Abstract
The chimeric antigen receptor (CAR) derived from the CD30 specific murine antibody, HRS-3, has produced promising clinical efficacy with a favorable safety profile in the treatment of relapsed or refractory CD30-positive lymphomas. However, persistence of the autologous CAR T cells was brief, and many patients relapsed a year after treatment. The lack of persistence may be attributed to the use of a wildtype IgG1 spacer that can associate with Fc receptors. We first identified the cysteine rich domain (CRD) 5 of CD30 as the primary binding epitope of HRS-3 and armed with this insight, attempted to improve the HRS-3 CAR functionality with a panel of novel spacer designs. We demonstrate that HRS-3 CARs with OX40 and 4-1BB derived spacers exhibited similar anti-tumor efficacy, circumvented interactions with Fc receptors and secreted lower levels of cytokines in vitro than a CAR employing the IgG1 spacer. Humanization of the HRS-3 scFv coupled with the 4-1BB spacer preserved potent on-target, on-tumor efficacy, and on-target, off-tumor safety. In a lymphoma mouse model of high tumor burden, T cells expressing a humanized HRS-3 CD30.CARs with the 4-1BB spacer potently killed tumors with low levels of circulating inflammatory cytokines, providing a promising candidate for future clinical development in the treatment of CD30-positive malignancies.
Overview
- The study aims to improve the functionality of a chimeric antigen receptor (CAR) derived from the CD30 specific murine antibody, HRS-3, in the treatment of relapsed or refractory CD30-positive lymphomas. The study focuses on the cysteine rich domain (CRD) 5 of CD30 as the primary binding epitope of HRS-3 and attempts to improve the HRS-3 CAR functionality with a panel of novel spacer designs. The study uses a lymphoma mouse model of high tumor burden to evaluate the efficacy and safety of the HRS-3 CD30.CARs with the 4-1BB spacer. The primary objective of the study is to identify a CAR design that exhibits potent on-target, on-tumor efficacy and on-target, off-tumor safety in the treatment of CD30-positive malignancies.

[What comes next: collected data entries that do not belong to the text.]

//! Duplicate detection over the files collected by a flat scan.

use anyhow::Result;
use rayon::prelude::*;
use std::collections::{BTreeMap, HashMap};
use std::ffi::{OsStr, OsString};
use std::io::Write;
use std::path::{Path, PathBuf};

use crate::config::{Config, Mode};
use crate::hasher::{self, file_length, path_key};
use crate::interner::ScanSession;
use crate::output::Reporter;
use crate::statistics::GroupKind;
use crate::utils::Cancel;

pub struct Classifier<'a> {
    config: &'a Config,
    cancel: &'a Cancel,
}

impl<'a> Classifier<'a> {
    pub fn new(config: &'a Config, cancel: &'a Cancel) -> Self {
        Self { config, cancel }
    }

    pub fn classify<W: Write>(
        &self,
        session: &ScanSession,
        reporter: &mut Reporter<'_, W>,
    ) -> Result<()> {
        match self.config.mode() {
            Mode::IgnoreExtension => self.by_stem(session, reporter),
            Mode::NameOnly => self.by_name(session, reporter),
            Mode::SameNameHash => self.same_name_by_hash(session, reporter),
            Mode::GlobalCompare => self.global_compare(session, reporter),
        }
    }

    /// Names equal once the extension is removed.
    fn by_stem<W: Write>(&self, session: &ScanSession, reporter: &mut Reporter<'_, W>) -> Result<()> {
        let mut stems: BTreeMap<OsString, Vec<PathBuf>> = BTreeMap::new();
        for (name, idxs) in session.files() {
            stems
                .entry(strip_extension(name))
                .or_default()
                .extend(idxs.iter().map(|&idx| session.full_path(idx, name)));
        }

        for members in stems.values() {
            if self.cancel.is_cancelled() {
                break;
            }
            if members.len() < 2 {
                continue;
            }
            reporter.add_same(members.len() - 1);
            self.emit_name_group(members, reporter)?;
        }
        Ok(())
    }

    /// Exact name seen in more than one directory.
    fn by_name<W: Write>(&self, session: &ScanSession, reporter: &mut Reporter<'_, W>) -> Result<()> {
        for (name, idxs) in session.files() {
            if self.cancel.is_cancelled() {
                break;
            }
            if idxs.len() < 2 {
                continue;
            }
            reporter.add_same(idxs.len() - 1);
            let members = member_paths(session, name);
            self.emit_name_group(&members, reporter)?;
        }
        Ok(())
    }

    fn emit_name_group<W: Write>(
        &self,
        members: &[PathBuf],
        reporter: &mut Reporter<'_, W>,
    ) -> Result<()> {
        if self.config.verbose {
            for path in members {
                reporter.detail("", path)?;
            }
        }
        self.emit(GroupKind::Duplicate, "", None, members, self.config.show_same, reporter)?;
        for path in members {
            reporter.delete_if_matches(path);
        }
        Ok(())
    }

    /// Files sharing a name, bucketed by content hash within that name.
    fn same_name_by_hash<W: Write>(
        &self,
        session: &ScanSession,
        reporter: &mut Reporter<'_, W>,
    ) -> Result<()> {
        let templates = &self.config.templates;
        let invert = self.config.invert;

        for (name, idxs) in session.files() {
            if self.cancel.is_cancelled() {
                break;
            }
            if idxs.len() < 2 {
                if invert {
                    let members = member_paths(session, name);
                    self.emit(GroupKind::Unique, "", None, &members, true, reporter)?;
                }
                continue;
            }

            let paths = member_paths(session, name);
            let digests = self.hash_all(&paths);
            let mut counts: HashMap<u64, usize> = HashMap::new();
            for digest in digests.iter().flatten() {
                *counts.entry(*digest).or_default() += 1;
            }

            // Buckets keep the order in which each digest was first seen.
            let mut buckets: Vec<(u64, Vec<PathBuf>)> = Vec::new();
            let mut uniques: Vec<(u64, PathBuf)> = Vec::new();
            for (path, digest) in paths.into_iter().zip(digests) {
                let Some(digest) = digest else {
                    reporter.unreadable(&path)?;
                    continue;
                };
                let is_dup = counts[&digest] > 1;
                if self.config.verbose {
                    let pre = if is_dup { &templates.pre_dup } else { &templates.pre_diff };
                    reporter.detail(&format!("{}{:016x} ", pre, digest), &path)?;
                }
                if !is_dup {
                    uniques.push((digest, path));
                } else if let Some((_, members)) = buckets.iter_mut().find(|(d, _)| *d == digest) {
                    members.push(path);
                } else {
                    buckets.push((digest, vec![path]));
                }
            }

            for (digest, members) in &buckets {
                reporter.add_same(members.len());
                let show = self.config.show_same && !invert;
                self.emit(GroupKind::Duplicate, "", Some(*digest), members, show, reporter)?;
                for path in members {
                    reporter.delete_if_matches(path);
                }
            }
            for (digest, path) in uniques {
                reporter.add_diff(1);
                let members = [path];
                if invert {
                    self.emit(GroupKind::Unique, "", Some(digest), &members, true, reporter)?;
                } else {
                    self.emit(GroupKind::Different, &templates.pre_diff, Some(digest), &members, self.config.show_diff, reporter)?;
                }
            }
        }
        Ok(())
    }

    /// Every file against every other: bucket by length, then by content hash.
    fn global_compare<W: Write>(
        &self,
        session: &ScanSession,
        reporter: &mut Reporter<'_, W>,
    ) -> Result<()> {
        let invert = self.config.invert;

        let mut by_length: BTreeMap<u64, Vec<PathBuf>> = BTreeMap::new();
        for (name, idxs) in session.files() {
            for &idx in idxs {
                let path = session.full_path(idx, name);
                let key = match file_length(&path) {
                    Some(0) => path_key(&path),
                    Some(len) => len,
                    None => {
                        reporter.unreadable(&path)?;
                        continue;
                    }
                };
                by_length.entry(key).or_default().push(path);
            }
        }

        let mut by_digest: BTreeMap<u64, Vec<PathBuf>> = BTreeMap::new();
        for bucket in by_length.values() {
            if self.cancel.is_cancelled() {
                return Ok(());
            }
            if (bucket.len() > 1) == invert {
                continue;
            }
            let digests = self.hash_all(bucket);
            for (path, digest) in bucket.iter().zip(digests) {
                match digest {
                    Some(digest) => by_digest.entry(digest).or_default().push(path.clone()),
                    None => reporter.unreadable(path)?,
                }
            }
        }

        let templates = &self.config.templates;
        for (digest, members) in &by_digest {
            if self.cancel.is_cancelled() {
                break;
            }
            if (members.len() > 1) == invert {
                if !invert {
                    // Same length as another file but different content.
                    reporter.add_diff(1);
                    self.emit(GroupKind::Different, &templates.pre_diff, Some(*digest), members, self.config.show_diff, reporter)?;
                }
                continue;
            }

            reporter.add_same(members.len() - 1);
            if self.config.verbose {
                let prefix = format!("{} Hash {:016x} ", members.len(), digest);
                for path in members {
                    reporter.detail(&prefix, path)?;
                }
            }
            let kind = if invert {
                GroupKind::Unique
            } else {
                GroupKind::Duplicate
            };
            self.emit(kind, &templates.pre_dup, Some(*digest), members, self.config.show_same, reporter)?;
            for path in members {
                reporter.delete_if_matches(path);
            }
        }
        Ok(())
    }

    fn hash_all(&self, paths: &[PathBuf]) -> Vec<Option<u64>> {
        if self.config.use_threads {
            paths.par_iter().map(|p| hasher::compute(p)).collect()
        } else {
            paths.iter().map(|p| hasher::compute(p)).collect()
        }
    }

    /// Writes a group unless it is hidden or already listed in verbose form.
    fn emit<W: Write>(
        &self,
        kind: GroupKind,
        prefix: &str,
        digest: Option<u64>,
        members: &[PathBuf],
        visible: bool,
        reporter: &mut Reporter<'_, W>,
    ) -> Result<()> {
        if visible && !self.config.verbose {
            reporter.group(kind, prefix, digest, members)
        } else {
            reporter.record_only(kind, digest, members);
            Ok(())
        }
    }
}

fn member_paths(session: &ScanSession, name: &OsStr) -> Vec<PathBuf> {
    session
        .locations(name)
        .unwrap_or_default()
        .iter()
        .map(|&idx| session.full_path(idx, name))
        .collect()
}

fn strip_extension(name: &OsStr) -> OsString {
    Path::new(name).file_stem().unwrap_or(name).to_os_string()
}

Comparative Analysis & Findings
- The study compares the anti-tumor efficacy of HRS-3 CARs with OX40 and 4-1BB derived spacers to a CAR employing the IgG1 spacer. The results show that HRS-3 CARs with OX40 and 4-1BB derived spacers exhibited similar anti-tumor efficacy, circumvented interactions with Fc receptors and secreted lower levels of cytokines in vitro than a CAR employing the IgG1 spacer. The study also demonstrates that humanization of the HRS-3 scFv coupled with the 4-1BB spacer preserved potent on-target, on-tumor efficacy, and on-target, off-tumor safety in a lymphoma mouse model of high tumor burden. The findings suggest that the 4-1BB spacer design is a promising candidate for future clinical development in the treatment of CD30-positive malignancies.
Implications and Future Directions
- The study's findings suggest that the 4-1BB spacer design is a promising candidate for future clinical development in the treatment of CD30-positive malignancies. The study identifies the cysteine rich domain (CRD) 5 of CD30 as the primary binding epitope of HRS-3 and attempts to improve the HRS-3 CAR functionality with a panel of novel spacer designs. The study uses a lymphoma mouse model of high tumor burden to evaluate the efficacy and safety of the HRS-3 CD30.CARs with the 4-1BB spacer. The study's limitations include the use of a murine model, which may not fully capture the complexity of human disease. Future research should focus on translating the findings of this study to human clinical trials to evaluate the safety and efficacy of the 4-1BB spacer design in the treatment of CD30-positive malignancies.